Even the most amicable divorce can be emotional. Sometimes, the emotions one parent may be feeling towards the other can spill over into their relationship with their children. In a perfect world, parents would be able to set aside their negative feelings, at least in front of the children. However, life is imperfect and messy.
How to recognize signs of parental alienation
Parental alienation occurs when one parent attempts to turn the children against the other. Sometimes, it can be difficult to recognize signs of parental alienation from typical emotional reactions to the divorce. Your child may just be acting naturally moody as they attempt to adjust to their new reality. However, you should take particular note of situations where:
Your child has become emotionally withdrawn from you but seems fine around your ex
Your child seems overly protective of your ex
Your child makes negative comments about you that only could have come from your ex
Your child no longer wants to visit with you
Sometimes, signs of parental alienation may be apparent. Your ex may insult you to your face right in front of your children. If this happens, it’s crucial that you take the high road. Don’t allow yourself to get drawn into an argument. Remember, your children are watching and are absorbing more of the situation than you may realize.
Other tips to address the situation
Beyond not sinking to your ex’s level, some other ways to help minimize the harm caused by parental alienation include:
- Maintaining an open line of communication with your child: It can be challenging to talk with your child if they tell you your ex is disparaging you. It’s all too easy to insult your ex in return. Remember the high road. You can address the comments in an age-appropriate way without going into detail. Tell your children you’re sorry they’ve had to listen to these things. Let them know that divorce is also difficult for grown-ups and that you will always love them, no matter what.

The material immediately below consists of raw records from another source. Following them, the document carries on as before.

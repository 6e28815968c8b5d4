//! Layered configuration.
//!
//! Sources, lowest priority first: built-in defaults, an optional config file
//! (`--config`, any format the `config` crate understands), environment
//! variables prefixed with `FLAGWATCH_`, and finally command-line flags.
//!
//! ```toml
//! project = "shop"
//! environment = "online"
//! toggle = "new_checkout"
//! window = "24"
//! refresh = "5s"
//! locale = "en"
//!
//! [server]
//! url = "http://localhost:4009"
//! token = "..."
//! timeout = "10s"
//!
//! [log]
//! file = "flagwatch.log"
//! level = "debug"
//! ```
//!
//! Nested keys use a double underscore in the environment:
//! `FLAGWATCH_SERVER__TOKEN=...`.

use std::path::{Path, PathBuf};
use std::time::Duration;

use anyhow::{bail, Context, Result};
use config::{Config, Environment, File};
use serde::Deserialize;

use crate::browser::DEFAULT_DOCS_URL;
use crate::data::duration::parse_duration;
use crate::data::TimeWindow;
use crate::i18n::Locale;
use crate::source::FlagTarget;

/// Management API connection settings.
#[derive(Debug, Clone, PartialEq, Deserialize)]
#[serde(default)]
pub struct ServerSettings {
    pub url: String,
    pub token: Option<String>,
    pub timeout: String,
}

impl Default for ServerSettings {
    fn default() -> Self {
        Self {
            url: "http://localhost:4009".to_string(),
            token: None,
            timeout: "10s".to_string(),
        }
    }
}

/// Log output settings. Without a file, interactive mode does not log.
#[derive(Debug, Clone, PartialEq, Deserialize)]
#[serde(default)]
pub struct LogSettings {
    pub file: Option<PathBuf>,
    pub level: String,
}

impl Default for LogSettings {
    fn default() -> Self {
        Self {
            file: None,
            level: "info".to_string(),
        }
    }
}

#[derive(Debug, Clone, PartialEq, Deserialize)]
#[serde(default)]
pub struct Settings {
    pub server: ServerSettings,
    pub project: Option<String>,
    pub environment: Option<String>,
    pub toggle: Option<String>,
    /// Initial evaluation window (`lastHours` value).
    pub window: String,
    /// Poll interval, e.g. "5s".
    pub refresh: String,
    pub locale: String,
    /// Target of the empty-state SDK link.
    pub docs_url: String,
    /// Read metrics from this JSON file instead of the server.
    pub file: Option<PathBuf>,
    pub log: LogSettings,
}

impl Default for Settings {
    fn default() -> Self {
        Self {
            server: ServerSettings::default(),
            project: None,
            environment: None,
            toggle: None,
            window: TimeWindow::default().value().to_string(),
            refresh: "5s".to_string(),
            locale: Locale::default().code().to_string(),
            docs_url: DEFAULT_DOCS_URL.to_string(),
            file: None,
            log: LogSettings::default(),
        }
    }
}

/// Values given on the command line; `None` keeps the configured value.
#[derive(Debug, Clone, Default)]
pub struct Overrides {
    pub server: Option<String>,
    pub token: Option<String>,
    pub project: Option<String>,
    pub environment: Option<String>,
    pub toggle: Option<String>,
    pub window: Option<String>,
    pub refresh: Option<String>,
    pub locale: Option<String>,
    pub file: Option<PathBuf>,
    pub log_file: Option<PathBuf>,
}

impl Settings {
    /// Load settings from the optional config file and the environment.
    pub fn load(path: Option<&Path>) -> Result<Self> {
        let mut builder = Config::builder();
        if let Some(path) = path {
            builder = builder.add_source(File::from(path));
        }

        builder
            .add_source(
                Environment::with_prefix("FLAGWATCH")
                    .prefix_separator("_")
                    .separator("__"),
            )
            .build()
            .context("Failed to build configuration")?
            .try_deserialize()
            .context("Failed to deserialize configuration")
    }

    /// Apply command-line values on top of the loaded settings.
    pub fn apply(&mut self, overrides: Overrides) {
        if let Some(url) = overrides.server {
            self.server.url = url;
        }
        if overrides.token.is_some() {
            self.server.token = overrides.token;
        }
        if overrides.project.is_some() {
            self.project = overrides.project;
        }
        if overrides.environment.is_some() {
            self.environment = overrides.environment;
        }
        if overrides.toggle.is_some() {
            self.toggle = overrides.toggle;
        }
        if let Some(window) = overrides.window {
            self.window = window;
        }
        if let Some(refresh) = overrides.refresh {
            self.refresh = refresh;
        }
        if let Some(locale) = overrides.locale {
            self.locale = locale;
        }
        if overrides.file.is_some() {
            self.file = overrides.file;
        }
        if overrides.log_file.is_some() {
            self.log.file = overrides.log_file;
        }
    }

    /// The toggle to watch. All three keys are required.
    pub fn target(&self) -> Result<FlagTarget> {
        fn required<'a>(value: &'a Option<String>, name: &str) -> Result<&'a str> {
            match value.as_deref().map(str::trim) {
                Some(v) if !v.is_empty() => Ok(v),
                _ => bail!("Missing {name} key: pass --{name} or set `{name}` in the config file"),
            }
        }

        Ok(FlagTarget::new(
            required(&self.project, "project")?,
            required(&self.environment, "environment")?,
            required(&self.toggle, "toggle")?,
        ))
    }

    pub fn window(&self) -> Result<TimeWindow> {
        self.window.parse()
    }

    pub fn locale(&self) -> Result<Locale> {
        self.locale.parse()
    }

    pub fn refresh_interval(&self) -> Result<Duration> {
        let interval = parse_duration(&self.refresh)
            .with_context(|| format!("Invalid refresh interval '{}'", self.refresh))?;
        if interval.is_zero() {
            bail!("Refresh interval must be greater than zero");
        }
        Ok(interval)
    }

    pub fn request_timeout(&self) -> Result<Duration> {
        let timeout = parse_duration(&self.server.timeout)
            .with_context(|| format!("Invalid server timeout '{}'", self.server.timeout))?;
        if timeout.is_zero() {
            bail!("Server timeout must be greater than zero");
        }
        Ok(timeout)
    }
}

#[cfg(test)]
mod tests {
    use super::*;
    use std::io::Write;

    fn toml_file(contents: &str) -> tempfile::NamedTempFile {
        let mut file = tempfile::Builder::new().suffix(".toml").tempfile().unwrap();
        write!(file, "{}", contents).unwrap();
        file
    }

    #[test]
    fn test_defaults() {
        let settings = Settings::default();
        assert_eq!(settings.server.url, "http://localhost:4009");
        assert_eq!(settings.window().unwrap(), TimeWindow::OneDay);
        assert_eq!(settings.refresh_interval().unwrap(), Duration::from_secs(5));
        assert_eq!(settings.request_timeout().unwrap(), Duration::from_secs(10));
        assert_eq!(settings.locale().unwrap(), Locale::En);
        assert_eq!(settings.docs_url, DEFAULT_DOCS_URL);
    }

    #[test]
    fn test_load_from_file() {
        let file = toml_file(
            r#"
            project = "shop"
            environment = "online"
            toggle = "new_checkout"
            window = "168"
            refresh = "2s"
            locale = "zh"

            [server]
            url = "https://flags.example.com"
            token = "secret"
            "#,
        );

        let settings = Settings::load(Some(file.path())).unwrap();

        assert_eq!(
            settings.target().unwrap(),
            FlagTarget::new("shop", "online", "new_checkout")
        );
        assert_eq!(settings.window().unwrap(), TimeWindow::SevenDays);
        assert_eq!(settings.refresh_interval().unwrap(), Duration::from_secs(2));
        assert_eq!(settings.locale().unwrap(), Locale::Zh);
        assert_eq!(settings.server.url, "https://flags.example.com");
        assert_eq!(settings.server.token.as_deref(), Some("secret"));
        // Untouched sections keep their defaults
        assert_eq!(settings.server.timeout, "10s");
        assert_eq!(settings.log, LogSettings::default());
    }

    #[test]
    fn test_load_missing_file_fails() {
        assert!(Settings::load(Some(Path::new("/nonexistent/flagwatch.toml"))).is_err());
    }

    #[test]
    fn test_overrides_take_precedence() {
        let mut settings = Settings {
            project: Some("shop".to_string()),
            environment: Some("online".to_string()),
            toggle: Some("old_toggle".to_string()),
            ..Settings::default()
        };

        settings.apply(Overrides {
            toggle: Some("new_checkout".to_string()),
            window: Some("1".to_string()),
            token: Some("cli-token".to_string()),
            ..Overrides::default()
        });

        assert_eq!(settings.target().unwrap().toggle, "new_checkout");
        assert_eq!(settings.target().unwrap().project, "shop");
        assert_eq!(settings.window().unwrap(), TimeWindow::OneHour);
        assert_eq!(settings.server.token.as_deref(), Some("cli-token"));
        assert_eq!(settings.refresh, "5s");
    }

    #[test]
    fn test_missing_target_key() {
        let settings = Settings {
            project: Some("shop".to_string()),
            environment: Some("online".to_string()),
            toggle: Some("  ".to_string()),
            ..Settings::default()
        };

        let err = settings.target().unwrap_err();
        assert!(err.to_string().contains("--toggle"));
    }

    #[test]
    fn test_invalid_values_are_rejected() {
        let settings = Settings {
            window: "48".to_string(),
            refresh: "0s".to_string(),
            locale: "fr".to_string(),
            ..Settings::default()
        };

        assert!(settings.window().is_err());
        assert!(settings.refresh_interval().is_err());
        assert!(settings.locale().is_err());
    }
}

- Be present: If you don’t have primary or shared custody of your children, maintain a presence in their lives. Send them cards and call them on special occasions. If they are involved in extracurricular activities, attend their events when possible. These efforts may feel futile for a long time. However, your children will likely desire more a relationship with you as they get older. Letting them know you’ve cared all the while can help make your future relationship stronger.
In some cases, parental alienation can cause permanent damage to your relationship with your children. If you are concerned that irrevocable harm is being done, legal options may be available. You should discuss your situation with a skilled professional.